8th Georgia execution this year to be of a man who says he did it

The Georgia Diagnostic and Classification State Prison in Jackson, which houses the state’s execution chamber. (Ben Gray/ AJC file photo)

The Georgia Diagnostic and Classification State Prison in Jackson, which houses the state’s execution chamber. (Ben Gray/ AJC file photo)

Georgia on Thursday scheduled the lethal injection of Steven Frederick Spears, who thus far has chosen not to fight his death sentence for murdering his girlfriend in 2001.

If he dies by lethal injection on Nov. 16 as scheduled, Spears, 54, will be the eighth person Georgia has executed this year, which is more than any other state.

Last week, Georgia executed Gregory Lawler for murdering an Atlanta police officer in 1997. His lethal injection was Georgia's seventh since Feb. 3, more than any other year since the death penalty was reinstated nationwide in 1976.

» Georgia executions rise, while death sentences plummet

Spears, now 54, readily admitted he murdered his ex-girlfriend, Sherri Holland, in the early-morning hours of Aug. 25, 2001, in Lumpkin County.

“I loved her that much. I told her I wasn’t letting her go, and I didn’t,” Spears said in his confession. “(If) I had to do it again, I’d do it.”

Spears told friends and detectives that he had warned Holland when they started dating that if he “caught her or found out she was (with) somebody else,” he would “choke her … to death.”

When he began suspecting Holland was romantically involved with someone else, Spears made four plans to kill her.

Following one plan, Spears connected electrical wiring to the plumbing in the crawlspace under Holland’s house so she would be electrocuted in the shower during a lightening storm. According to court records, Spears boasted, “Pretty creative, ain’t it?”

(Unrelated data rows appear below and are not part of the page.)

use chrono::{Duration, TimeZone, Utc};
use criterion::{Criterion, black_box, criterion_group, criterion_main};
use rust_decimal::Decimal;

use price_watch::analyzer::{AnalysisPolicy, PriceSample, analyze, build_render_segments};

fn series(len: usize) -> Vec<PriceSample> {
    let start = Utc.with_ymd_and_hms(2024, 1, 1, 0, 0, 0).unwrap();
    (0..len)
        .map(|i| {
            // a gap every 17 points, a deep drop every 101
            let price = match i {
                i if i % 17 == 0 => None,
                i if i % 101 == 0 => Some(Decimal::new(1999, 2)),
                i => Some(Decimal::new(19_900 + (i % 50) as i64, 2)),
            };
            PriceSample::new(start + Duration::hours(i as i64), price)
        })
        .collect()
}

fn bench_analyze(c: &mut Criterion) {
    let samples = series(10_000);
    let policy = AnalysisPolicy::default();
    c.bench_function("analyze_10k", |b| b.iter(|| analyze(black_box(&samples), &policy)));
}

fn bench_segments(c: &mut Criterion) {
    let samples = series(10_000);
    c.bench_function("build_render_segments_10k", |b| {
        b.iter(|| build_render_segments(black_box(&samples)))
    });
}

criterion_group!(benches, bench_analyze, bench_segments);
criterion_main!(benches);
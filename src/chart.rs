//! Chart data: per-segment point arrays with a line color, the y-axis range
//! and the series average. Written out as a JSON document and rendered to a
//! PNG with plotters.

use std::path::{Path, PathBuf};
use std::sync::OnceLock;

use anyhow::{Context, Result, anyhow};
use chrono::{DateTime, Duration, Utc};
use plotters::prelude::*;
use plotters::style::register_font;
use rust_decimal::Decimal;
use rust_decimal::prelude::{FromPrimitive, ToPrimitive};
use serde::Serialize;

use crate::analyzer::{Analysis, Segment, Validity};

#[derive(Debug, Clone, Copy, PartialEq, Eq, Serialize)]
#[serde(rename_all = "lowercase")]
pub enum LineColor {
    Green,
    Red,
}

impl From<Validity> for LineColor {
    fn from(v: Validity) -> Self {
        match v {
            Validity::Valid => LineColor::Green,
            Validity::Invalid => LineColor::Red,
        }
    }
}

/// One line to draw: parallel x/y arrays, `None` where there is no price.
#[derive(Debug, Clone, PartialEq, Serialize)]
pub struct ChartLine {
    pub validity: Validity,
    pub color: LineColor,
    pub x: Vec<DateTime<Utc>>,
    pub y: Vec<Option<Decimal>>,
}

impl From<&Segment> for ChartLine {
    fn from(seg: &Segment) -> Self {
        Self {
            validity: seg.validity,
            color: seg.validity.into(),
            x: seg.points.iter().map(|p| p.timestamp).collect(),
            y: seg.points.iter().map(|p| p.price).collect(),
        }
    }
}

impl ChartLine {
    /// Contiguous priced stretches of the line; a `None` breaks the stroke.
    fn drawable_runs(&self) -> Vec<Vec<(DateTime<Utc>, f64)>> {
        let mut runs = Vec::new();
        let mut current = Vec::new();
        for (x, y) in self.x.iter().zip(&self.y) {
            match (*y).and_then(|p| p.to_f64()) {
                Some(price) => current.push((*x, price)),
                None if !current.is_empty() => runs.push(std::mem::take(&mut current)),
                None => {}
            }
        }
        if !current.is_empty() {
            runs.push(current);
        }
        runs
    }
}

#[derive(Debug, Clone, PartialEq, Serialize)]
pub struct ChartDocument {
    pub product_id: u64,
    pub title: String,
    pub x_label: String,
    pub y_label: String,
    pub y_min: Decimal,
    /// `headroom * max price`; `None` when the series has no price at all.
    pub y_max: Option<Decimal>,
    pub average: Option<Decimal>,
    pub lines: Vec<ChartLine>,
}

impl ChartDocument {
    pub fn from_analysis(product_id: u64, analysis: &Analysis, y_axis_headroom: f64) -> Self {
        let headroom = Decimal::from_f64(y_axis_headroom).unwrap_or(Decimal::ONE);
        Self {
            product_id,
            title: "3 Monate Preisentwicklung".to_string(),
            x_label: "Datum".to_string(),
            y_label: "Preis in CHF".to_string(),
            y_min: Decimal::ZERO,
            y_max: analysis.max_price.map(|max| max.saturating_mul(headroom)),
            average: analysis.average,
            lines: analysis.segments.iter().map(ChartLine::from).collect(),
        }
    }

    /// Write as pretty JSON to `<dir>/<product_id>.chart.json` and return the path.
    pub fn write_to_dir(&self, dir: &Path) -> Result<PathBuf> {
        let path = dir.join(format!("{}.chart.json", self.product_id));
        write_json(&path, self)?;
        Ok(path)
    }

    /// Render the lines to `<dir>/<product_id>.png` and return the path.
    /// Title, axis descriptions and tick labels need `font`; without a
    /// loadable font the image carries the lines only.
    pub fn render_png(&self, dir: &Path, font: Option<&Path>) -> Result<PathBuf> {
        let path = dir.join(format!("{}.png", self.product_id));
        let with_text = font.is_some_and(font_registered);
        self.draw(&path, with_text)
            .with_context(|| format!("failed to render {}", path.display()))?;
        tracing::info!(path = %path.display(), with_text, "wrote chart image");
        Ok(path)
    }

    fn draw(&self, path: &Path, with_text: bool) -> Result<()> {
        let root = BitMapBackend::new(path, PNG_SIZE).into_drawing_area();
        root.fill(&WHITE).map_err(plot_error)?;

        let (x_start, x_end) = self.x_range();
        let y_max = self
            .y_max
            .and_then(|v| v.to_f64())
            .filter(|v| *v > 0.0)
            .unwrap_or(1.0);
        let y_min = self.y_min.to_f64().unwrap_or(0.0).min(y_max);

        let mut builder = ChartBuilder::on(&root);
        builder.margin(20);
        if with_text {
            builder.caption(&self.title, ("sans-serif", 24)).x_label_area_size(40).y_label_area_size(60);
        }
        let mut chart = builder
            .build_cartesian_2d(x_start..x_end, y_min..y_max)
            .map_err(plot_error)?;

        if with_text {
            chart
                .configure_mesh()
                .x_desc(self.x_label.as_str())
                .y_desc(self.y_label.as_str())
                .x_label_formatter(&|d: &DateTime<Utc>| d.format("%b").to_string())
                .light_line_style(BLACK.mix(0.1))
                .draw()
                .map_err(plot_error)?;
        }

        for line in &self.lines {
            let color = match line.color {
                LineColor::Green => GREEN,
                LineColor::Red => RED,
            };
            for run in line.drawable_runs() {
                chart
                    .draw_series(LineSeries::new(run.iter().copied(), color.stroke_width(2)))
                    .map_err(plot_error)?;
                chart
                    .draw_series(run.iter().map(|p| Circle::new(*p, 3, color.filled())))
                    .map_err(plot_error)?;
            }
        }

        root.present().map_err(plot_error)?;
        Ok(())
    }

    /// First and last timestamp over all lines, widened to a day when they coincide.
    fn x_range(&self) -> (DateTime<Utc>, DateTime<Utc>) {
        let mut xs = self.lines.iter().flat_map(|l| l.x.iter().copied());
        let (start, end) = match xs.next() {
            Some(first) => xs.fold((first, first), |(lo, hi), x| (lo.min(x), hi.max(x))),
            None => (DateTime::<Utc>::UNIX_EPOCH, DateTime::<Utc>::UNIX_EPOCH),
        };
        if start == end { (start, end + Duration::days(1)) } else { (start, end) }
    }
}

const PNG_SIZE: (u32, u32) = (1400, 700);

static FONT: OnceLock<bool> = OnceLock::new();

/// Register the TTF at `path` as plotters' "sans-serif". The first call wins
/// for the whole process; later paths are ignored.
fn font_registered(path: &Path) -> bool {
    *FONT.get_or_init(|| {
        let bytes = match std::fs::read(path) {
            Ok(bytes) => bytes,
            Err(e) => {
                tracing::warn!(path = %path.display(), error = %e, "chart font unavailable, drawing without text");
                return false;
            }
        };
        let bytes: &'static [u8] = Box::leak(bytes.into_boxed_slice());
        let ok = register_font("sans-serif", FontStyle::Normal, bytes).is_ok();
        if !ok {
            tracing::warn!(path = %path.display(), "chart font is not a valid TTF/OTF, drawing without text");
        }
        ok
    })
}

fn plot_error<E: std::fmt::Display>(e: E) -> anyhow::Error {
    anyhow!("plotting failed: {e}")
}

/// Dump the raw endpoint response to `<dir>/<product_id>.json`.
pub fn write_raw_response(dir: &Path, product_id: u64, raw: &serde_json::Value) -> Result<PathBuf> {
    let path = dir.join(format!("{product_id}.json"));
    write_json(&path, raw)?;
    Ok(path)
}

fn write_json<T: Serialize + ?Sized>(path: &Path, value: &T) -> Result<()> {
    let text = serde_json::to_string_pretty(value).context("failed to serialize chart output")?;
    std::fs::write(path, text).with_context(|| format!("failed to write {}", path.display()))?;
    tracing::info!(path = %path.display(), "wrote chart output");
    Ok(())
}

He also left a bat under a canoe at Holland’s house in case he decided to beat her to death.

Spears also crawled into Holland’s house through an air conditioner vent to leave a loaded shotgun for later. “If she brought somebody else in there I was just gonna shoot him,” Spears said.

His fourth plan — which he used — was to choke her, bind her with duct tape, and suffocate her with a plastic bag.

On the night of Aug. 24, 2001, Spears hid in Holland’s son’s closet for several hours. Around 2:30 a.m. or 3 a.m. the next day, he went into her bedroom and woke her.

As Holland tried to run, Spears hit her several times in the head, then followed through with his fourth plan.

“Last thing she said was she loved me,” Spears told investigators.

Holland’s ex-husband found her body when he brought their son home after a visit.

By then, Spears was hiding in the woods, sleeping in a deer stand.

Ten days after the murder, Spears came out of hiding and was picked up as he walked along a highway. He said he was going to turn himself in.

Even though Spears declined to challenge his conviction or sentence, death penalty cases are automatically appealed to the Georgia Supreme Court. On Feb. 16, 2015, the Georgia Supreme Court rejected the automatic appeal, and the Spears case was not voluntarily submitted to the U.S. Supreme Court for review, which is usually the next step.

Unless he changes his mind, Spears will be the first person to go to his death in Georgia without contesting his sentence.

Twenty years ago, Larry Lonchar was electrocuted for a DeKalb County triple murder after he gave up his appeals, but only after he twice allowed his lawyers to file challenges hours before he was scheduled to die.